A noter aussi une présence significative de festivals de livre et de littérature dont la programmation « repose souvent sur un réseau de lecture publique qui maille assez finement le territoire et déploie, tout au long de l’année un travail de sensibilisation à la lecture ».
Lien fort au tourisme… Très concentrée sur les mois d’été, la saison festivalière rurale s’avère étroitement liée aux politiques touristiques, ce qui explique notamment sa densité sur les littoraux méditerranéen, breton ou atlantique, mais aussi leur fonction de favoriser le rayonnement et le développement économique de leur territoire. Ce que confirme l’importance de leur soutien par les Départements ainsi que par le groupe communal : alors que les intercommunalités et les communes urbaines les subventionnent à hauteur, respectivement, de 21,4% et de 65,9%, leur contribution est de 35,4% et 75,4% pour les festivals ruraux
… et au milieu familial. Autre particularité : alors que les relations dites “occasionnelles” – ou liens “faibles” – sont considérées comme les plus génératrices d’activités économiques (on parle de « la force des liens faibles »), pour la création de festivals ruraux, la prépondérance va aux liens “forts”, familiaux. Ici, « les membres des équipes de création sont pour plus d’un tiers d’entre eux (38,3%) unis par des liens familiaux. Un quart (25,6%) sont des conjoints. Si l’on ajoute à cela les liens amicaux (16,1%), nous pouvons dire que, a minima, plus de la moitié des personnes impliquées dans la création d’un festival sont, en moyenne, liées par des liens forts. »

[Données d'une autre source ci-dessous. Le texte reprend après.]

//! Number and string literal decoding.
//!
//! Errors are plain messages; the caller attaches the token position.

use crate::ir::Constant;

pub(crate) enum LiteralError {
    Syntax(String),
    Unsupported(&'static str),
}

impl LiteralError {
    fn syntax(message: impl Into<String>) -> Self {
        LiteralError::Syntax(message.into())
    }
}

pub(crate) fn number(text: &str) -> Result<Constant, LiteralError> {
    let invalid = || LiteralError::syntax(format!("invalid numeric literal {text:?}"));

    if matches!(text.as_bytes().last(), Some(b'j' | b'J')) {
        return Err(LiteralError::Unsupported("complex literal"));
    }

    let radix = match text.get(..2).map(str::to_ascii_lowercase).as_deref() {
        Some("0x") => Some(16),
        Some("0o") => Some(8),
        Some("0b") => Some(2),
        _ => None,
    };
    if let Some(radix) = radix {
        let digits = strip_underscores(&text[2..]).ok_or_else(invalid)?;
        if digits.is_empty() || !digits.chars().all(|c| c.is_digit(radix)) {
            return Err(invalid());
        }
        return integer(&digits, radix);
    }

    let digits = strip_underscores(text).ok_or_else(invalid)?;
    if digits.bytes().all(|b| b.is_ascii_digit()) {
        if digits.len() > 1 && digits.starts_with('0') && digits.bytes().any(|b| b != b'0') {
            return Err(LiteralError::syntax(
                "leading zeros in decimal integer literals are not permitted",
            ));
        }
        return integer(&digits, 10);
    }

    let is_float = digits
        .bytes()
        .all(|b| b.is_ascii_digit() || matches!(b, b'.' | b'e' | b'E' | b'+' | b'-'));
    match digits.parse::<f64>() {
        Ok(value) if is_float => Ok(Constant::Float(value)),
        _ => Err(invalid()),
    }
}

fn integer(digits: &str, radix: u32) -> Result<Constant, LiteralError> {
    i64::from_str_radix(digits, radix)
        .map(Constant::Int)
        .or(Err(LiteralError::Unsupported("integer literal wider than 64 bits")))
}

/// Removes `_` separators, which may only sit between two digits.
fn strip_underscores(text: &str) -> Option<String> {
    let bytes = text.as_bytes();
    for (index, &byte) in bytes.iter().enumerate() {
        if byte == b'_' {
            let before = index.checked_sub(1).map(|i| bytes[i]);
            let after = bytes.get(index + 1).copied();
            if !before.is_some_and(|b| b.is_ascii_hexdigit())
                || !after.is_some_and(|b| b.is_ascii_hexdigit())
            {
                return None;
            }
        }
    }
    Some(text.replace('_', ""))
}

/// The value of one STRING token.
pub(crate) enum Text {
    Str(String),
    Bytes(Vec<u8>),
}

pub(crate) fn string(token: &str) -> Result<Text, LiteralError> {
    let malformed = || LiteralError::syntax(format!("malformed string literal {token:?}"));

    let quote_at = token.find(['\'', '"']).ok_or_else(malformed)?;
    let prefix = token[..quote_at].to_ascii_lowercase();
    let (raw, bytes) = match prefix.as_str() {
        "" | "u" => (false, false),
        "r" => (true, false),
        "b" => (false, true),
        "br" | "rb" => (true, true),
        _ => return Err(malformed()),
    };

    let quoted = &token[quote_at..];
    let quote = &quoted[..1];
    let triple = quote.repeat(3);
    let delimiter =
        if quoted.len() >= 6 && quoted.starts_with(&triple) { triple.as_str() } else { quote };
    let body = quoted
        .strip_prefix(delimiter)
        .and_then(|rest| rest.strip_suffix(delimiter))
        .filter(|_| quoted.len() >= 2 * delimiter.len())
        .ok_or_else(malformed)?;

    if bytes {
        if !body.is_ascii() {
            return Err(LiteralError::syntax("bytes can only contain ASCII literal characters"));
        }
        let body = if raw { body.as_bytes().to_vec() } else { unescape_bytes(body)? };
        Ok(Text::Bytes(body))
    } else {
        let body = if raw { body.to_owned() } else { unescape(body)? };
        Ok(Text::Str(body))
    }
}

fn unescape(body: &str) -> Result<String, LiteralError> {
    let mut out = String::with_capacity(body.len());
    let mut chars = body.chars().peekable();

    while let Some(c) = chars.next() {
        if c != '\\' {
            out.push(c);
            continue;
        }

        let Some(escape) = chars.next() else {
            return Err(LiteralError::syntax("trailing backslash in string literal"));
        };
        match escape {
            '\n' => {}
            '\r' => {
                chars.next_if_eq(&'\n');
            }
            'u' | 'U' => {
                let width = if escape == 'u' { 4 } else { 8 };
                let code = hex_digits(&mut chars, width).ok_or_else(|| {
                    LiteralError::syntax(format!(
                        "truncated \\{escape}{} escape",
                        "X".repeat(width)
                    ))
                })?;
                let c = char::from_u32(code)
                    .ok_or_else(|| LiteralError::syntax("illegal Unicode character"))?;
                out.push(c);
            }
            'x' => {
                let code = hex_digits(&mut chars, 2)
                    .ok_or_else(|| LiteralError::syntax("truncated \\xXX escape"))?;
                out.push(char::from_u32(code).unwrap_or(char::REPLACEMENT_CHARACTER));
            }
            'N' => return Err(LiteralError::Unsupported("\\N{...} escape")),
            '0'..='7' => {
                let code = octal_digits(escape, &mut chars);
                out.push(char::from_u32(code).unwrap_or(char::REPLACEMENT_CHARACTER));
            }
            _ => match simple_escape(escape) {
                Some(byte) => out.push(char::from(byte)),
                None => {
                    out.push('\\');
                    out.push(escape);
                }
            },
        }
    }

    Ok(out)
}

fn unescape_bytes(body: &str) -> Result<Vec<u8>, LiteralError> {
    let mut out = Vec::with_capacity(body.len());
    let mut chars = body.chars().peekable();

    while let Some(c) = chars.next() {
        if c != '\\' {
            out.push(c as u8);
            continue;
        }

        let Some(escape) = chars.next() else {
            return Err(LiteralError::syntax("trailing backslash in bytes literal"));
        };
        match escape {
            '\n' => {}
            '\r' => {
                chars.next_if_eq(&'\n');
            }
            'x' => {
                let code = hex_digits(&mut chars, 2)
                    .ok_or_else(|| LiteralError::syntax("truncated \\xXX escape"))?;
                out.push(code as u8);
            }
            '0'..='7' => out.push(octal_digits(escape, &mut chars) as u8),
            _ => match simple_escape(escape) {
                Some(byte) => out.push(byte),
                None => {
                    out.push(b'\\');
                    out.push(escape as u8);
                }
            },
        }
    }

    Ok(out)
}

fn simple_escape(escape: char) -> Option<u8> {
    Some(match escape {
        '\\' => b'\\',
        '\'' => b'\'',
        '"' => b'"',
        'a' => 0x07,
        'b' => 0x08,
        'f' => 0x0c,
        'n' => b'\n',
        'r' => b'\r',
        't' => b'\t',
        'v' => 0x0b,
        _ => return None,
    })
}

fn hex_digits(chars: &mut std::iter::Peekable<std::str::Chars<'_>>, width: usize) -> Option<u32> {
    let mut code = 0u32;
    for _ in 0..width {
        let digit = chars.next_if(char::is_ascii_hexdigit)?.to_digit(16)?;
        code = code.checked_mul(16)?.checked_add(digit)?;
    }
    Some(code)
}

/// Up to three octal digits, the first already consumed. The result fits in
/// nine bits; bytes literals keep the low eight.
fn octal_digits(first: char, chars: &mut std::iter::Peekable<std::str::Chars<'_>>) -> u32 {
    let mut code = first.to_digit(8).unwrap_or_default();
    for _ in 0..2 {
        match chars.next_if(|c| c.is_digit(8)) {
            Some(c) => code = code * 8 + c.to_digit(8).unwrap_or_default(),
            None => break,
        }
    }
    code
}

#[cfg(test)]
mod tests {
    use super::*;

    fn num(text: &str) -> Constant {
        match number(text) {
            Ok(constant) => constant,
            Err(_) => panic!("{text} should be a number"),
        }
    }

    fn num_error(text: &str) -> String {
        match number(text) {
            Ok(constant) => panic!("{text} gave {constant:?}"),
            Err(LiteralError::Syntax(message)) => message,
            Err(LiteralError::Unsupported(construct)) => construct.to_owned(),
        }
    }

    fn str_value(token: &str) -> String {
        match string(token) {
            Ok(Text::Str(text)) => text,
            Ok(Text::Bytes(_)) => panic!("{token} is bytes"),
            Err(_) => panic!("{token} should decode"),
        }
    }

    fn str_error(token: &str) -> String {
        match string(token) {
            Ok(_) => panic!("{token} should fail"),
            Err(LiteralError::Syntax(message)) => message,
            Err(LiteralError::Unsupported(construct)) => construct.to_owned(),
        }
    }

    #[test]
    fn numbers() {
        assert_eq!(num("0"), Constant::Int(0));
        assert_eq!(num("000"), Constant::Int(0));
        assert_eq!(num("42"), Constant::Int(42));
        assert_eq!(num("1_000"), Constant::Int(1000));
        assert_eq!(num("0x1F"), Constant::Int(31));
        assert_eq!(num("0o17"), Constant::Int(15));
        assert_eq!(num("0b101"), Constant::Int(5));
        assert_eq!(num("1.5"), Constant::Float(1.5));
        assert_eq!(num(".5"), Constant::Float(0.5));
        assert_eq!(num("3."), Constant::Float(3.0));
        assert_eq!(num("1e3"), Constant::Float(1000.0));
        assert_eq!(num("1.5e-3"), Constant::Float(0.0015));
        assert_eq!(num("9223372036854775807"), Constant::Int(i64::MAX));
    }

    #[test]
    fn bad_numbers() {
        assert_eq!(
            num_error("0777"),
            "leading zeros in decimal integer literals are not permitted"
        );
        assert_eq!(num_error("0x"), "invalid numeric literal \"0x\"");
        assert_eq!(num_error("0b102"), "invalid numeric literal \"0b102\"");
        assert_eq!(num_error("1e"), "invalid numeric literal \"1e\"");
        assert_eq!(num_error("1abc"), "invalid numeric literal \"1abc\"");
        assert_eq!(num_error("1__0"), "invalid numeric literal \"1__0\"");
        assert_eq!(num_error("10j"), "complex literal");
        assert_eq!(num_error("9223372036854775808"), "integer literal wider than 64 bits");
    }

    #[test]
    fn strings() {
        assert_eq!(str_value("'abc'"), "abc");
        assert_eq!(str_value("\"a'b\""), "a'b");
        assert_eq!(str_value("''"), "");
        assert_eq!(str_value("''''''"), "");
        assert_eq!(str_value("'''a\nb'''"), "a\nb");
        assert_eq!(str_value(r"'a\tb\n'"), "a\tb\n");
        assert_eq!(str_value(r"'\x41\101é\U0001F600'"), "AAé😀");
        assert_eq!(str_value(r"'\q'"), "\\q");
        assert_eq!(str_value(r"r'\n'"), "\\n");
        assert_eq!(str_value(r"U'\''"), "'");
        assert_eq!(str_value("'a\\\nb'"), "ab");
    }

    #[test]
    fn bytes() {
        let Ok(Text::Bytes(value)) = string(r"b'a\x00\n\u'") else { panic!("expected bytes") };
        assert_eq!(value, b"a\x00\n\\u");
        let Ok(Text::Bytes(value)) = string(r"Rb'\n'") else { panic!("expected bytes") };
        assert_eq!(value, b"\\n");
    }

    #[test]
    fn bad_strings() {
        assert_eq!(str_error(r"'\U12345678'"), "illegal Unicode character");
        assert_eq!(str_error(r"'\u1'"), "truncated \\uXXXX escape");
        assert_eq!(str_error(r"'\U0001'"), "truncated \\UXXXXXXXX escape");
        assert_eq!(str_error(r"'\x4'"), "truncated \\xXX escape");
        assert_eq!(str_error(r"'\N{DASH}'"), "\\N{...} escape");
        assert_eq!(str_error("b'é'"), "bytes can only contain ASCII literal characters");
        assert_eq!(str_error("'abc"), "malformed string literal \"'abc\"");
        assert_eq!(str_error("x'abc'"), "malformed string literal \"x'abc'\"");
    }
}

Cette endogamie n’empêche pas « un mouvement de convergence du rural vers des formats de création typiques de l’urbanité ». Elle a cependant une conséquence négative, car source d’inquiétude quant à la pérennité des manifestations : « Là où les responsables de festivals ruraux se singularisent, c’est surtout par l’expression d’une crainte quant à l’absence de repreneur. »
Trois leçons politiques. Synthétisant leurs observations, les auteurs de “SoFEST ! Ruralités” font trois constats généraux :
- les singularités des festivals ruraux « résultent moins d’une essence rurale que de contraintes objectives qui conditionnent la possibilité de créer et de faire vivre un événement », notamment l’impératif de prendre en compte la question de la mobilité des publics,
- certains festivals, pourtant établis dans un rural très dispersé, « peuvent parfaitement rivaliser en ambition artistique, en impact économique ou en portée sociale avec de grands événements identifiés spontanément à l’urbain »,
- le rural est non seulement très divers mais aussi en constante transformation et est pleinement partie prenante du mouvement général de festivalisation de la vie culturelle.
Et en concluent : « Ces constats renvoient l’action publique à ses responsabilités. » Puisqu’il y a une forte convergence entre les festivals ruraux et les autres, « les instruments d’action culturelle doivent être, plus qu’ils ne le sont actuellement, tournés vers la ruralité » non en tant que telle mais précisément parce que ce sont des festivals “comme les autres” qui font face aux difficultés objectives et spécifiques des zones rurales. D’où trois “leçons” politiques :
- le laissez-faire n’est pas une bonne idée,
- une politique de soutien aux festivals ruraux passe moins par des dispositifs spécifiques que par une adaptation plus volontariste de ses instruments classiques aux territoires concernés,
- une politique active de soutien aux festivals ruraux, c’est peut-être d’abord une politique durable des mobilités.